¿Son posibles nuevos vínculos entre ética y política? ¿Es factible entender a la sociedad política y más específicamente a quienes han hecho de esta actividad su modo de vida sin hacer juicios de valor sobre las acciones de los hombres públicos? Por sus obras los conocemos, y el juicio popular a la gestión de los hombres de poder emana de la percepción que dejan sobre su apego a normas éticas de conducta, las más elementales, las que espera todo ciudadano de sus representantes.

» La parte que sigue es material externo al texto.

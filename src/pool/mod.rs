pub mod clmm_pool;
pub mod position;
pub mod rewarder;
pub mod swap;
pub mod tick;

#[cfg(test)]
pub(crate) mod testing;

Ética y política no son simplemente teorías sobre las que infinidad de pensadores y analistas debaten y han debatido desde hace siglos, ni conceptos a los que dedican su estudio. Son, más allá de conceptos, hechos que no requieren demostración. Que están a la vista de todos y no pueden ser ocultados con discursos o estrategias mediáticas. Así como los ciudadanos tomamos cada día opciones éticas o políticas porque no vivimos en soledad sino en comunidad, los hombres públicos en las decisiones que toman y en su estilo personal de gobernar optan, y lo hacen invariablemente entre servir al interés general o servir a su peculio y a las camarillas que los rodean; con la diferencia de la trascendencia y el impacto social que tiene la opción que tome un ciudadano a la que elija el gobernante.
La crisis de la política en nuestras sociedades y la creciente desconfianza de los ciudadanos hacia los políticos sugieren la urgencia de redefinir las relaciones entre ética y política. Desde el marco de las libertades democráticas, la reflexión debe involucrar tanto los niveles más profundos de nuestra vida política, como sus instancias de práctica más cotidianas
El problema se centra hoy en la necesidad de sanear el ejercicio de la política que se desarrolla a la par de un proceso -casi necesario, según algunos- de corrupción. Todo conduce al problema de ver cómo se “etifica” o “moraliza” la política. Parecería que el problema práctico se reduce a la forma de moralizar (según el criterio de la moral común) una actividad que por otros conceptos parece violar sus decretos.
Ética y política están íntimamente vinculadas en Aristóteles. La ética desemboca en la política y se subordina a ella, en la medida en que la voluntad individual ha de subordinarse a las voluntades de toda una comunidad. Pero también, la política permitirá que el Estado eduque a los hombres en la virtud y, sobre todo, en la justicia:
Ética y política se refieren ambos al bien del hombre. Y el bien de la ciudad y el del individuo coinciden porque la felicidad de la comunidad, como un todo, es la suma de la felicidad de cada individuo que integre esa comunidad. El Estado, además, ha de dedicarse a educar a sus ciudadanos en la virtud y a permitir que los ciudadanos sean felices.
Sólo en una polis feliz alcanzarán la felicidad los hombres, decía el filósofo griego.
La respuesta de Aristóteles a la “moralización de la política” apuntaba a que el problema no es que la política deba o no seguir o abandonar la moral común, o bien que valgan excepciones para ella, o que tenga una moral específica. La respuesta era y sigue siendo que la política es moral, que la política es ética en sí misma. No es una actividad que teniendo determinadas exigencias prácticas deba además ser ética, sino que ella misma es una parte de la ética.
En el hombre que ha dedicado su vida a la política la identificación de su actuar con la moralidad tiene un sentido trascendental, porque, siguiendo a Aristóteles, la política es la forma más alta de la moralidad.
Es opinión común que el poder corrompe, que quien lo ejerce termina por abdicar de principios éticos y ver solo para su causa. A esa creencia generalizada opongamos la visión aún vigente de los antiguos sabios de Grecia cuando afirmaban que “el poder mostrará al hombre”. Esto es, que el ejercicio del poder político evidencia como ningún otro las cualidades morales, buenas o malas, del hombre.
Los políticos tienen la responsabilidad de mirar a largo plazo y de hacerlo con referentes éticos, tanto en la congruencia entre sus dichos y sus obras, como en la manera en que conduzcan la administración de los asuntos colectivos.
La administración pública puede relacionarse con la sociedad de dos maneras: como clientes o como ciudadanos. Si lo hacen como clientes solamente les tienen que dar unos buenos servicios, pero si la administración pública trata a los individuos como ciudadanos, entonces les puede pedir una corresponsabilidad. Es ahí donde reside la ética de la administración: si les trata como ciudadanos, les puede pedir un civismo activo, con más participación.
La correspondencia de derechos y deberes hará que incrustemos la ética en el edificio institucional del estado y del país. El ciudadano deja de ser un ente pasivo que cuenta únicamente cuando vota o cuando paga impuestos y pasa a jugar su papel dentro de la misma responsabilidad pública. La política no es solamente dar servicios públicos, sino también se debe exigir correspondencia a los ciudadanos, por eso hay que exigir moralidad en la política.